> PROBLEM TO SOLVE
In the listing below, the answer starts at the line that has "demo campus catalogue." and stops after the line that has "impl std::str::FromStr for"; please repeat that part exactly and nothing more.

*** Opening RECORDED DATA ***

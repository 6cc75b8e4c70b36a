//! Event-driven coordination between capability modules
//!
//! # Architecture
//!
//! 1. **Event Types** (`types.rs`): the [`Event`] record, its priority and
//!    the well-known event type names.
//!
//! 2. **Handlers** (`handler.rs`): the async [`EventHandler`] trait plus
//!    adapters for async and blocking closures.
//!
//! 3. **Event Bus** (`bus.rs`): priority queue, dispatch loop and
//!    subscriber table.
//!
//! 4. **Event History** (`history.rs`): bounded ring buffer of published
//!    events for debugging.
//!
//! # Event Flow
//!
//! ```text
//! ┌──────────────┐     ┌──────────────┐     ┌──────────────┐
//! │   Producer   │────▶│  Priority    │────▶│  Dispatch    │──┬─▶ handler A
//! │  (publish)   │     │  queue       │     │  loop        │  └─▶ handler B
//! └──────────────┘     └──────┬───────┘     └──────────────┘
//!                             │
//!                             ▼
//!                      ┌──────────────┐
//!                      │   History    │
//!                      │ (ring buffer)│
//!                      └──────────────┘
//! ```
//!
//! # Usage
//!
//! ```ignore
//! use jarvis_coordination::events::{event_types, Event, EventBus, EventPriority, FnHandler};
//!
//! let bus = EventBus::new().shared();
//!
//! bus.subscribe(
//!     event_types::INTENT_DETECTED,
//!     FnHandler::new("intent_router", |event: Event| async move {
//!         tracing::info!(intent = ?event.get("intent"), "routing intent");
//!         Ok(())
//!     })
//!     .shared(),
//! )
//! .await;
//!
//! bus.publish(
//!     Event::empty(event_types::INTENT_DETECTED)
//!         .with_field("intent", "weather")
//!         .with_priority(EventPriority::High)
//!         .with_source("speech_processor"),
//! )
//! .await;
//! ```

pub mod bus;
pub mod handler;
pub mod history;
pub mod types;

pub use bus::{EventBus, EventBusError, EventBusResult, EventBusStats, SharedEventBus};
pub use handler::{BlockingHandler, EventHandler, FnHandler, SharedHandler};
pub use history::{EventHistory, EventStats};
pub use types::{event_types, Event, EventData, EventPriority};
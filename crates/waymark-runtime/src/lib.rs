//! `waymark-runtime` – top-level orchestration.
//!
//! Arbitrates between marker tracking and GPS navigation and wires every
//! component into a single per-frame engine.
//!
//! # Modules
//!
//! - [`mode`] – [`AppModeCoordinator`][mode::AppModeCoordinator]: the
//!   application-mode state machine.  It is the only component allowed to
//!   switch overlay spawning and navigation steering on and off, through the
//!   [`MarkerLayer`][mode::MarkerLayer] and
//!   [`NavigationLayer`][mode::NavigationLayer] seams.
//! - [`engine`] – [`Engine`][engine::Engine]: builds the location tracker,
//!   content resolver, marker coordinator and steering from an
//!   [`EngineConfig`][engine::EngineConfig] and drives them frame by frame.
//! - [`telemetry`] – [`init_tracing`][telemetry::init_tracing]: global
//!   `tracing` subscriber with optional OTLP span export.

pub mod engine;
pub mod mode;
pub mod telemetry;

pub use engine::{Engine, EngineConfig, FrameReport, SystemStatus};
pub use mode::{AppModeCoordinator, MarkerLayer, NavigationLayer};
pub use telemetry::{LogFormat, TracerProviderGuard, init_tracing};
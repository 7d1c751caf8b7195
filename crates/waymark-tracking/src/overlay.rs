//! Rendering seam for marker overlays.
//!
//! The coordinator owns one [`Overlay`] per spawned marker and drives it
//! through loading → content → visibility changes → destroy.  Hosts with a
//! scene graph implement the traits over their panel objects; headless hosts
//! (the CLI, tests) use [`HeadlessOverlayFactory`], which only logs.

use serde::{Deserialize, Serialize};
use tracing::{debug, info};
use waymark_types::{ContentRecord, Pose, Vec3};

use crate::coordinator::TrackedImage;

/// One informational panel attached to a tracked marker.
pub trait Overlay: Send {
    /// Show a placeholder while content is being fetched.
    fn show_loading(&mut self);

    /// Replace the placeholder with resolved content.
    fn set_content(&mut self, record: &ContentRecord);

    fn set_active(&mut self, active: bool);

    fn is_active(&self) -> bool;

    /// Move the panel with its marker.
    fn follow(&mut self, pose: &Pose);

    /// Release the panel.  The overlay is dropped right after.
    fn destroy(&mut self);
}

/// Local transform of an overlay relative to its marker.
///
/// Content-store overlays use the identity placement; fixed mappings carry
/// their own.
#[derive(Debug, Clone, Copy, PartialEq, Serialize, Deserialize)]
#[serde(default)]
pub struct OverlayPlacement {
    /// Offset from the marker centre, in marker space (metres).
    pub offset: Vec3,
    /// Rotation as Euler angles in degrees.
    pub euler_deg: Vec3,
    /// A zero scale means "unset" and is treated as `(1, 1, 1)`.
    pub scale: Vec3,
}

impl OverlayPlacement {
    pub const IDENTITY: OverlayPlacement = OverlayPlacement {
        offset: Vec3::zero(),
        euler_deg: Vec3::zero(),
        scale: Vec3::new(1.0, 1.0, 1.0),
    };

    pub fn effective_scale(&self) -> Vec3 {
        if self.scale == Vec3::zero() {
            Self::IDENTITY.scale
        } else {
            self.scale
        }
    }
}

impl Default for OverlayPlacement {
    fn default() -> Self {
        Self::IDENTITY
    }
}

/// Creates overlays for newly tracked markers.
pub trait OverlayFactory: Send {
    fn spawn(&mut self, marker: &TrackedImage, placement: &OverlayPlacement) -> Box<dyn Overlay>;
}

// ─────────────────────────────────────────────────────────────────────────────
// Headless implementation
// ─────────────────────────────────────────────────────────────────────────────

/// An overlay without a scene: it tracks its own state and logs changes.
#[derive(Debug, Clone)]
pub struct HeadlessOverlay {
    identifier: String,
    active: bool,
    loading: bool,
    title: Option<String>,
    pose: Pose,
    placement: OverlayPlacement,
}

impl HeadlessOverlay {
    pub fn new(identifier: impl Into<String>, pose: Pose) -> Self {
        Self {
            identifier: identifier.into(),
            active: false,
            loading: false,
            title: None,
            pose,
            placement: OverlayPlacement::IDENTITY,
        }
    }

    pub fn with_placement(mut self, placement: OverlayPlacement) -> Self {
        self.placement = placement;
        self
    }

    pub fn placement(&self) -> &OverlayPlacement {
        &self.placement
    }

    pub fn title(&self) -> Option<&str> {
        self.title.as_deref()
    }

    pub fn is_loading(&self) -> bool {
        self.loading
    }

    pub fn pose(&self) -> Pose {
        self.pose
    }
}

impl Overlay for HeadlessOverlay {
    fn show_loading(&mut self) {
        self.loading = true;
        debug!(marker = %self.identifier, "overlay loading");
    }

    fn set_content(&mut self, record: &ContentRecord) {
        self.loading = false;
        self.title = Some(record.title.clone());
        info!(
            marker = %self.identifier,
            title = %record.title,
            coordinates = %record.formatted_coordinates(),
            "overlay content set"
        );
    }

    fn set_active(&mut self, active: bool) {
        self.active = active;
        debug!(marker = %self.identifier, active, "overlay visibility");
    }

    fn is_active(&self) -> bool {
        self.active
    }

    fn follow(&mut self, pose: &Pose) {
        self.pose = *pose;
    }

    fn destroy(&mut self) {
        self.active = false;
        debug!(marker = %self.identifier, "overlay destroyed");
    }
}

/// Spawns a [`HeadlessOverlay`] for every marker.
#[derive(Debug, Default)]
pub struct HeadlessOverlayFactory {
    spawned: usize,
}

impl HeadlessOverlayFactory {
    pub fn new() -> Self {
        Self::default()
    }

    /// Overlays spawned over the factory's lifetime.
    pub fn spawned(&self) -> usize {
        self.spawned
    }
}

impl OverlayFactory for HeadlessOverlayFactory {
    fn spawn(&mut self, marker: &TrackedImage, placement: &OverlayPlacement) -> Box<dyn Overlay> {
        self.spawned += 1;
        debug!(
            marker = %marker.identifier,
            trackable = %marker.trackable_id,
            ?placement,
            "spawning headless overlay"
        );
        let placement = OverlayPlacement {
            scale: placement.effective_scale(),
            ..*placement
        };
        Box::new(HeadlessOverlay::new(marker.identifier.clone(), marker.pose).with_placement(placement))
    }
}
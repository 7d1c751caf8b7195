//! `waymark-sensors` – GPS and compass ingestion.
//!
//! Owns the device's location/compass subscription and turns raw platform
//! samples into a [`DeviceFix`][waymark_types::DeviceFix] plus push-style
//! change notifications.
//!
//! # Modules
//!
//! - [`provider`] – [`LocationProvider`][provider::LocationProvider]: the
//!   thin platform seam (start/stop/status/last sample), and
//!   [`SimulatedProvider`][provider::SimulatedProvider] for desktop sessions
//!   and tests.
//! - [`tracker`] – [`LocationTracker`][tracker::LocationTracker]: the
//!   `Uninitialized → Starting → Ready → Failed` state machine with startup
//!   timeout, change-filtered location events, unfiltered heading events and
//!   derived bearing/distance/relative-angle queries.

pub mod provider;
pub mod tracker;

pub use provider::{LocationProvider, LocationSample, ProviderStatus, SimulatedProvider};
pub use tracker::{LocationConfig, LocationEvent, LocationTracker, TrackerState};
impl ContentResolver {
    pub fn new(store: Arc<dyn DocumentStore>, config: ResolverConfig) -> Self {
        Self {
            store,
            config,
            state: Arc::new(Mutex::new(ResolverState::default())),
        }
    }

    pub fn config(&self) -> &ResolverConfig {
        &self.config
    }

    /// Resolve `id` into a record.  Never fails; see the module docs for the
    /// fallback table.
    #[instrument(skip(self), fields(collection = %self.config.collection))]
    pub async fn resolve(&self, id: &str) -> ContentRecord {
        if id.is_empty() {
            warn!("resolve called with an empty identifier");
            return ContentRecord::missing_identifier();
        }

        let pending = {
            let mut state = lock(&self.state);
            if self.config.enable_cache {
                if let Some(record) = state.cache.get(id) {
                    debug!("served from cache");
                    return record.clone();
                }
            }
            match state.in_flight.get(id) {
                Some(pending) => {
                    debug!("joining in-flight fetch");
                    pending.clone()
                }
                None => {
                    let pending = self.spawn_fetch(id.to_string());
                    state.in_flight.insert(id.to_string(), pending.clone());
                    pending
                }
            }
        };

        pending.await
    }

    /// Drop every cached record.  In-flight fetches keep running and may
    /// repopulate the cache when they finish.
    pub fn clear_cache(&self) {
        let mut state = lock(&self.state);
        let dropped = state.cache.len();
        state.cache.clear();
        info!(dropped, "content cache cleared");
    }

    pub fn cached_count(&self) -> usize {
        lock(&self.state).cache.len()
    }

    pub fn in_flight_count(&self) -> usize {
        lock(&self.state).in_flight.len()
    }

    /// List every document of the collection as a navigable catalogue,
    /// sorted by title.  Store errors degrade to an empty list.
    #[instrument(skip(self), fields(collection = %self.config.collection))]
    pub async fn list_destinations(&self) -> Vec<CatalogEntry> {
        let documents = match self.store.list_documents(&self.config.collection).await {
            Ok(documents) => documents,
            Err(e) => {
                warn!(error = %e, "could not list destinations");
                return Vec::new();
            }
        };

        let mut entries: Vec<CatalogEntry> = documents
            .into_iter()
            .map(|(id, doc)| CatalogEntry {
                record: parse_record(&doc),
                id,
            })
            .collect();
        entries.sort_by(|a, b| a.record.title.cmp(&b.record.title).then(a.id.cmp(&b.id)));
        info!(count = entries.len(), "destinations listed");
        entries
    }

    /// Start the fetch for `id` on the runtime and hand back a future every
    /// caller can await.  Must be called from within a tokio runtime.
    fn spawn_fetch(&self, id: String) -> InFlight {
        let handle = tokio::spawn(self.fetch_task(id.clone()));
        let state = Arc::clone(&self.state);
        async move {
            match handle.await {
                Ok(record) => record,
                Err(e) => {
                    warn!(marker = %id, error = %e, "document fetch task aborted");
                    lock(&state).in_flight.remove(&id);
                    ContentRecord::fetch_failed(&id)
                }
            }
        }
        .boxed()
        .shared()
    }

    /// Build the fetch for `id`.  Owns everything it touches so it can
    /// outlive the caller that created it.
    fn fetch_task(&self, id: String) -> impl Future<Output = ContentRecord> + Send + use<> {
        let store = Arc::clone(&self.store);
        let state = Arc::clone(&self.state);
        let collection = self.config.collection.clone();
        let enable_cache = self.config.enable_cache;
        let timeout = self.config.fetch_timeout_secs.map(Duration::from_secs);

        async move {
            let outcome = fetch_outcome(store.as_ref(), &collection, &id, timeout).await;

            let mut state = lock(&state);
            state.in_flight.remove(&id);
            match outcome {
                FetchOutcome::Found(record) => {
                    if enable_cache {
                        state.cache.insert(id, record.clone());
                    }
                    record
                }
                FetchOutcome::Fallback(record) => record,
            }
        }
    }
}
//! Configuration vault – reads/writes `~/.waymark/config.toml`.

use serde::{Deserialize, Serialize};
use std::collections::HashMap;
use std::fs;
use std::path::{Path, PathBuf};
use waymark_content::ResolverConfig;
use waymark_runtime::EngineConfig;
use waymark_sensors::LocationConfig;
use waymark_tracking::{CoordinatorConfig, OverlayPlacement};
use waymark_types::WaymarkError;

/// Where marker content is read from.
#[derive(Debug, Clone, Copy, PartialEq, Eq, Default, Serialize, Deserialize)]
#[serde(rename_all = "lowercase")]
pub enum StoreBackend {
    /// Built-in demo campus catalogue.
    #[default]
    Memory,
    Firestore,
}

impl std::fmt::Display for StoreBackend {
    fn fmt(&self, f: &mut std::fmt::Formatter<'_>) -> std::fmt::Result {
        match self {
            StoreBackend::Memory => write!(f, "memory"),
            StoreBackend::Firestore => write!(f, "firestore"),
        }
    }
}

impl std::str::FromStr for StoreBackend {
    type Err = WaymarkError;

    fn from_str(s: &str) -> Result<Self, Self::Err> {
        match s.trim().to_ascii_lowercase().as_str() {
            "memory" => Ok(StoreBackend::Memory),
            "firestore" => Ok(StoreBackend::Firestore),
            other => Err(WaymarkError::Config(format!(
                "unknown store backend '{other}' (expected memory or firestore)"
            ))),
        }
    }
}

/// Persisted user configuration stored in `~/.waymark/config.toml`.
#[derive(Clone, Serialize, Deserialize)]
#[serde(default)]
pub struct Config {
    pub store: StoreBackend,

    /// Firestore project id (only used with `store = "firestore"`).
    #[serde(skip_serializing_if = "String::is_empty")]
    pub firestore_project: String,

    /// Firestore web API key (stored as plain text; the file is created
    /// owner-only).
    #[serde(skip_serializing_if = "String::is_empty")]
    pub firestore_api_key: String,

    /// Collection holding one document per marker.
    pub collection: String,

    pub enable_cache: bool,

    /// Seconds before a content fetch is abandoned; unset waits forever.
    #[serde(skip_serializing_if = "Option::is_none")]
    pub fetch_timeout_secs: Option<u64>,

    pub show_with_limited_tracking: bool,

    /// Starting position of the simulated GPS.
    pub sim_latitude: f64,
    pub sim_longitude: f64,
    pub sim_heading_deg: f64,

    pub startup_timeout_secs: u64,
    pub desired_accuracy_m: f64,
    pub update_distance_m: f64,

    /// `false` shows only the markers listed under `[mappings]`, without
    /// fetching content.
    pub use_content_store: bool,

    /// Fixed marker placements, e.g.
    /// `[mappings.biblioteca]` / `offset = { x = 0.0, y = 0.15, z = 0.0 }`.
    #[serde(skip_serializing_if = "HashMap::is_empty")]
    pub mappings: HashMap<String, OverlayPlacement>,
}

impl std::fmt::Debug for Config {
    fn fmt(&self, f: &mut std::fmt::Formatter<'_>) -> std::fmt::Result {
        f.debug_struct("Config")
            .field("store", &self.store)
            .field("firestore_project", &self.firestore_project)
            .field(
                "firestore_api_key",
                if self.firestore_api_key.is_empty() { &"<not set>" } else { &"<redacted>" },
            )
            .field("collection", &self.collection)
            .field("enable_cache", &self.enable_cache)
            .field("fetch_timeout_secs", &self.fetch_timeout_secs)
            .field("show_with_limited_tracking", &self.show_with_limited_tracking)
            .field("sim_latitude", &self.sim_latitude)
            .field("sim_longitude", &self.sim_longitude)
            .field("sim_heading_deg", &self.sim_heading_deg)
            .field("startup_timeout_secs", &self.startup_timeout_secs)
            .field("use_content_store", &self.use_content_store)
            .field("mappings", &self.mappings.len())
            .finish_non_exhaustive()
    }
}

*** Closing RECORDED DATA ***

> WORKED SOLUTION
    /// Built-in demo campus catalogue.
    #[default]
    Memory,
    Firestore,
}

impl std::fmt::Display for StoreBackend {
    fn fmt(&self, f: &mut std::fmt::Formatter<'_>) -> std::fmt::Result {
        match self {
            StoreBackend::Memory => write!(f, "memory"),
            StoreBackend::Firestore => write!(f, "firestore"),
        }
    }
}

impl std::str::FromStr for StoreBackend {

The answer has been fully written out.